• [What is being asked]
Work through the records that follow and return each line containing the word "bytes".

• [Recorded data]
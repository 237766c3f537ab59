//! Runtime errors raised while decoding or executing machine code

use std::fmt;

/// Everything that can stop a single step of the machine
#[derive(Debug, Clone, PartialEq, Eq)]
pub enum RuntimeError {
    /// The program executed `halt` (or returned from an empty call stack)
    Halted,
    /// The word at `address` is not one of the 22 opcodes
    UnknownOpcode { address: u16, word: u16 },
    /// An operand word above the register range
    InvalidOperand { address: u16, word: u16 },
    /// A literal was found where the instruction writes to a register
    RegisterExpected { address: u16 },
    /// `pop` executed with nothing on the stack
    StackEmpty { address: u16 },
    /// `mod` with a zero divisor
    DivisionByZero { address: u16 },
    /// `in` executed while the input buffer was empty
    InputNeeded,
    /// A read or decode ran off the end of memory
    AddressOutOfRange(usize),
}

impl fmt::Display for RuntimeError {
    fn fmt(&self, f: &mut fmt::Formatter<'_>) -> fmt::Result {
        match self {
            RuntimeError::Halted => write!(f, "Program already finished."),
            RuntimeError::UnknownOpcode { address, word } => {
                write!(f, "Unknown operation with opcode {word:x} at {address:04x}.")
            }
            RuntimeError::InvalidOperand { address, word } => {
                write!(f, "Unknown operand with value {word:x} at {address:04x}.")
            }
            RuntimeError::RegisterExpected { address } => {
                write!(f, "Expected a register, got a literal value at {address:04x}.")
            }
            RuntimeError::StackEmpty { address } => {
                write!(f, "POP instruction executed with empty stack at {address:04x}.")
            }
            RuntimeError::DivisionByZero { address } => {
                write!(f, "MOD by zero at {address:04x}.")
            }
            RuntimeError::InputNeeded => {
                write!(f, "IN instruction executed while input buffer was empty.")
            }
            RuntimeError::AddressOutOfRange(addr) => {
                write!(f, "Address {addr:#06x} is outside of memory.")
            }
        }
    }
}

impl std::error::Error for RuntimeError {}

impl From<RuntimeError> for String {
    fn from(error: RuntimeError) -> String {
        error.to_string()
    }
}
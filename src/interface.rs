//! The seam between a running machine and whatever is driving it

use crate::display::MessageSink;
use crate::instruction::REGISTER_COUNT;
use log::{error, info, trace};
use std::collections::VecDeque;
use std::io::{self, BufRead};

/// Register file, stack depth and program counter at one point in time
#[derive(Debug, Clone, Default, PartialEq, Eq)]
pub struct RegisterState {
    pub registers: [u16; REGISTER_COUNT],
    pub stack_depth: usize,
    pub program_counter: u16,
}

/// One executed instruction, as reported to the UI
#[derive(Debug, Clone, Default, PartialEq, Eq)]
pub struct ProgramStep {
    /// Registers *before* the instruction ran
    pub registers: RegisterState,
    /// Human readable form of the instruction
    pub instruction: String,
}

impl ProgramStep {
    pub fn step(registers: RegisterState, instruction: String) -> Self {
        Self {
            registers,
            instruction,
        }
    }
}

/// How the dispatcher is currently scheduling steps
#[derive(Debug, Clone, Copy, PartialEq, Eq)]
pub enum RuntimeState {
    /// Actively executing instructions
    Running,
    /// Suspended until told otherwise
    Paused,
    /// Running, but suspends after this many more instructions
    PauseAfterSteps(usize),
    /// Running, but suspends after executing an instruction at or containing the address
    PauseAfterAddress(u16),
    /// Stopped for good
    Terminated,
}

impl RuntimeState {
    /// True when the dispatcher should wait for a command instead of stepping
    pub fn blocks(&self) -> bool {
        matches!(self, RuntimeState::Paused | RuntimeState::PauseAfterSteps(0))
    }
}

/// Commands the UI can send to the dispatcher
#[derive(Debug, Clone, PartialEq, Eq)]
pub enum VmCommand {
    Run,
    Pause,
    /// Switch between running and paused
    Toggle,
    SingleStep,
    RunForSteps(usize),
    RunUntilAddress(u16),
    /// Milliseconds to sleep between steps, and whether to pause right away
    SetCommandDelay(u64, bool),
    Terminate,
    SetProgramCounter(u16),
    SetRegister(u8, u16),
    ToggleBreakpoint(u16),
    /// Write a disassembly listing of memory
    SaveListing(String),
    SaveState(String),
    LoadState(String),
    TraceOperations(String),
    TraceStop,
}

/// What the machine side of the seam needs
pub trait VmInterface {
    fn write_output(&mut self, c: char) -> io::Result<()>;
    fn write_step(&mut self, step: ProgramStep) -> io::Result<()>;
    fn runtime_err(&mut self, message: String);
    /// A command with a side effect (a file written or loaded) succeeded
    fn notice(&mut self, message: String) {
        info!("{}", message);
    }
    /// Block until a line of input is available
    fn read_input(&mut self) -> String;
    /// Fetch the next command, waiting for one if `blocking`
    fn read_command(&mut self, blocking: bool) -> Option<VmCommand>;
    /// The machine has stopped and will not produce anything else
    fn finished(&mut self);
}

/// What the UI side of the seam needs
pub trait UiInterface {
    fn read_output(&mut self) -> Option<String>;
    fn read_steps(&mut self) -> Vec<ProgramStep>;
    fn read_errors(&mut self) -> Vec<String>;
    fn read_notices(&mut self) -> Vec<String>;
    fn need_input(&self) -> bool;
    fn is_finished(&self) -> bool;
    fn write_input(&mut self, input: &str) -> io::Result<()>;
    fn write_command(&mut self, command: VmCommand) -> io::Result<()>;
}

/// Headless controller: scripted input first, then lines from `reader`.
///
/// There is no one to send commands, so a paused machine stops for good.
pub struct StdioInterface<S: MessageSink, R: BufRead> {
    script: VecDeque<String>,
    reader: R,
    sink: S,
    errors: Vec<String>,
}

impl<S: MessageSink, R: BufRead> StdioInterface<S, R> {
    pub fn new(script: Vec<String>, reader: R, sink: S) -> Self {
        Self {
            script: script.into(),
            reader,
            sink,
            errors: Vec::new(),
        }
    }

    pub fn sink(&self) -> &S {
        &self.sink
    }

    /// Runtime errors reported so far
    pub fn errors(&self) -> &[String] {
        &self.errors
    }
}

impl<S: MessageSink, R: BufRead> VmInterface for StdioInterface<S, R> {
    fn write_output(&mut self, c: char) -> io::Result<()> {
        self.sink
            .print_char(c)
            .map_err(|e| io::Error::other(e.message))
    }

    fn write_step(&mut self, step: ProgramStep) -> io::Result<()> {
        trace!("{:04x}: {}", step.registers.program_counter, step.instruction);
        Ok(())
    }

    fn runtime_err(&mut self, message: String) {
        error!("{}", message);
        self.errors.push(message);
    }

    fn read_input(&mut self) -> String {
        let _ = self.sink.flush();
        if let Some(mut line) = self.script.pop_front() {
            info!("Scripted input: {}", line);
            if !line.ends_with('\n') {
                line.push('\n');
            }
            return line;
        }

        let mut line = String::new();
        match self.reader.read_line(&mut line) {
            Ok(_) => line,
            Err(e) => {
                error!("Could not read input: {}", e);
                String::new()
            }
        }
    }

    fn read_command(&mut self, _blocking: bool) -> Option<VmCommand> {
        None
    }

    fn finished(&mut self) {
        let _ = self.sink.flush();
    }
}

* * *

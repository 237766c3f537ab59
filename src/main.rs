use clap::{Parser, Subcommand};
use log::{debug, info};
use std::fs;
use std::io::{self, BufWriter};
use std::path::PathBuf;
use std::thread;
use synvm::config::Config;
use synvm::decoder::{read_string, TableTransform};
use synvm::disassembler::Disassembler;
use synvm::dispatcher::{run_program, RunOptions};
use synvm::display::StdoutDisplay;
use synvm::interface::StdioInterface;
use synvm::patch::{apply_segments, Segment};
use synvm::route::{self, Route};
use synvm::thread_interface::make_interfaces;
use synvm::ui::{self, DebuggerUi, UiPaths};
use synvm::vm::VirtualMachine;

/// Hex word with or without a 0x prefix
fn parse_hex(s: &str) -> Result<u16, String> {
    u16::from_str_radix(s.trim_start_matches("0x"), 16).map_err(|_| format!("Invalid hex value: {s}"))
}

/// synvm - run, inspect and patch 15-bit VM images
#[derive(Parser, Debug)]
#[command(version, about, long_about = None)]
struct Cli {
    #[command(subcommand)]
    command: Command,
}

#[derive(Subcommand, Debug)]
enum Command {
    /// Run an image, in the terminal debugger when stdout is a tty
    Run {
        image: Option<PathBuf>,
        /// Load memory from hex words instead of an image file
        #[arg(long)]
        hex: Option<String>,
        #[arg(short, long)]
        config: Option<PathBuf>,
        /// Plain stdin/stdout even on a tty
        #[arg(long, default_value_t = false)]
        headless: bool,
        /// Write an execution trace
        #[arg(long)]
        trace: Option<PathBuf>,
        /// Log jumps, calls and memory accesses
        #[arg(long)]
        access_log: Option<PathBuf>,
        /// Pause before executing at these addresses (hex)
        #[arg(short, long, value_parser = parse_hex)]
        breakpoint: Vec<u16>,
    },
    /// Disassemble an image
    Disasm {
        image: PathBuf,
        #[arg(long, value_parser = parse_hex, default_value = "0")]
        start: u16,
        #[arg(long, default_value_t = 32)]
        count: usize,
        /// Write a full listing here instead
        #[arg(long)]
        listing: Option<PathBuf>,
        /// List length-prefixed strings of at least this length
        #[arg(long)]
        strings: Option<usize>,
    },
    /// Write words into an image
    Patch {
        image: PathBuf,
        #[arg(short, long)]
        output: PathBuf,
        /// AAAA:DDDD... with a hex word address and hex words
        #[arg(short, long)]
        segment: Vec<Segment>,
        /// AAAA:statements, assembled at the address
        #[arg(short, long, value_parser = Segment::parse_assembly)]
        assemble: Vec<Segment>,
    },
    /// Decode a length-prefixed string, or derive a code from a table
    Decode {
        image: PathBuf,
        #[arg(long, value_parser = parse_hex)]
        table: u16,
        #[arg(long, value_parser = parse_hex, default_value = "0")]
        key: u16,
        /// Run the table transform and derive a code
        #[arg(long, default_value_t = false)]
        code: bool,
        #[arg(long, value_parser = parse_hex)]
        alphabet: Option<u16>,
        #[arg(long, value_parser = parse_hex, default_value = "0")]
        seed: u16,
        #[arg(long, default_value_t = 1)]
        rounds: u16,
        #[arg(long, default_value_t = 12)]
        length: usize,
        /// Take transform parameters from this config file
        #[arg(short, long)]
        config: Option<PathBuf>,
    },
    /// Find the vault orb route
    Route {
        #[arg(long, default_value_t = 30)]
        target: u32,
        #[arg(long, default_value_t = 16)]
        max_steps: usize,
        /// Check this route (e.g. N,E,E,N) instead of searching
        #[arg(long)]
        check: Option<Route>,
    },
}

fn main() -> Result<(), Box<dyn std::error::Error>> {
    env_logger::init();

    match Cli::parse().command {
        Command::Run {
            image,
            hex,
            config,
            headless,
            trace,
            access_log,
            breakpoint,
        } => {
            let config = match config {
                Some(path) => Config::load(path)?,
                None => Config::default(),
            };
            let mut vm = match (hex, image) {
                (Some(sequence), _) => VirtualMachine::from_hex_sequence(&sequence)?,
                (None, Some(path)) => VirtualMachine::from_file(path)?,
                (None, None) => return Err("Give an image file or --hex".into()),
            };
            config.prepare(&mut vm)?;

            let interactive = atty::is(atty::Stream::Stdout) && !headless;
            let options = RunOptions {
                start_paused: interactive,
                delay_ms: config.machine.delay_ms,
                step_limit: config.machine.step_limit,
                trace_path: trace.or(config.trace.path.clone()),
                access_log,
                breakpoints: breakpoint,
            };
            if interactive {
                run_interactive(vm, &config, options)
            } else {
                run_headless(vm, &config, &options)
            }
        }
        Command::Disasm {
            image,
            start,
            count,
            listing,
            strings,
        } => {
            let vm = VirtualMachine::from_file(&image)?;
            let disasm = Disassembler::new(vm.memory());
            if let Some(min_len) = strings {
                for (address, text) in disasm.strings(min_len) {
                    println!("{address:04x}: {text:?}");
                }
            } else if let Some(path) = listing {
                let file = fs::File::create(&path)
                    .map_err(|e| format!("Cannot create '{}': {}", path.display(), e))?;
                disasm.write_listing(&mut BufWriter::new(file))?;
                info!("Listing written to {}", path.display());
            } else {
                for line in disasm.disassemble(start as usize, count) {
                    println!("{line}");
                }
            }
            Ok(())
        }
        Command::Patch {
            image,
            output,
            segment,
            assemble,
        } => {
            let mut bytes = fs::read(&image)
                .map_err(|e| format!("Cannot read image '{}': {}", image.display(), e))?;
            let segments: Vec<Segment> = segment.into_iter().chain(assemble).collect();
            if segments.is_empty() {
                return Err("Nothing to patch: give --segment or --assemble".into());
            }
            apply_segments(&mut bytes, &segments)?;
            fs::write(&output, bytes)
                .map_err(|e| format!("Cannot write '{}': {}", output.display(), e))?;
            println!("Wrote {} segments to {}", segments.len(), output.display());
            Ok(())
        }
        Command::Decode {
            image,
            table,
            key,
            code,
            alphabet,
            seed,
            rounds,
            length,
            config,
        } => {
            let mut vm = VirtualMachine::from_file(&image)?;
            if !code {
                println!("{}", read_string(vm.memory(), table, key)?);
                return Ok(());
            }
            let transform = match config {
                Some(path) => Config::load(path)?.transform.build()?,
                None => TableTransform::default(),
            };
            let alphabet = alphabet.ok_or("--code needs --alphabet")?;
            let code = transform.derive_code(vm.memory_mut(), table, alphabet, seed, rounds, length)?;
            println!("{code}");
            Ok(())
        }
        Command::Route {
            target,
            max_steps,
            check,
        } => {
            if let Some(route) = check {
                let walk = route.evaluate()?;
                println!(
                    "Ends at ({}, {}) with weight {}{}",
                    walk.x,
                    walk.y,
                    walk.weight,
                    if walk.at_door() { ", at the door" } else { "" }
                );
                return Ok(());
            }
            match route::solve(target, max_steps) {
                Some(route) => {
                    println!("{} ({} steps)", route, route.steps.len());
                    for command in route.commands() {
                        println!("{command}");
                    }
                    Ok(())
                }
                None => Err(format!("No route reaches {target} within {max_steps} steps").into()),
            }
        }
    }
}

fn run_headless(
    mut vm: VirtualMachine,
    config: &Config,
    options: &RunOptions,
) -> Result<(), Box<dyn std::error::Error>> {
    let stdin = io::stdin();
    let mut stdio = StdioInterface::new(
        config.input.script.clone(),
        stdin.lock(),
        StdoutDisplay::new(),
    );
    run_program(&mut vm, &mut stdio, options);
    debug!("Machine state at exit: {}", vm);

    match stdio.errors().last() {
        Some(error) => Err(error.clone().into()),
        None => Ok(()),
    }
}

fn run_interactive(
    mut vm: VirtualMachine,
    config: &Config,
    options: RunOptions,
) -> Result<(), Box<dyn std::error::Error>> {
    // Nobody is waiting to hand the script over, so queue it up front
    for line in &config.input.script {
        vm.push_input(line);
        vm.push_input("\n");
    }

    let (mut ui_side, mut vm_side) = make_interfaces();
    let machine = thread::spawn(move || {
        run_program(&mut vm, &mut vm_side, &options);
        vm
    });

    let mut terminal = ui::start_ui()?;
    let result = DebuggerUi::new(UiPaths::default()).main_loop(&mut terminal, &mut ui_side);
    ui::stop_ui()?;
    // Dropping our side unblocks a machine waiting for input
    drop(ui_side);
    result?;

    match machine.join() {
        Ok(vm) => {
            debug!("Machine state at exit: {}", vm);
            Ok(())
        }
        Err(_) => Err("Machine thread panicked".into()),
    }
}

• [Output for this task]
            let mut bytes = fs::read(&image)
            apply_segments(&mut bytes, &segments)?;
            fs::write(&output, bytes)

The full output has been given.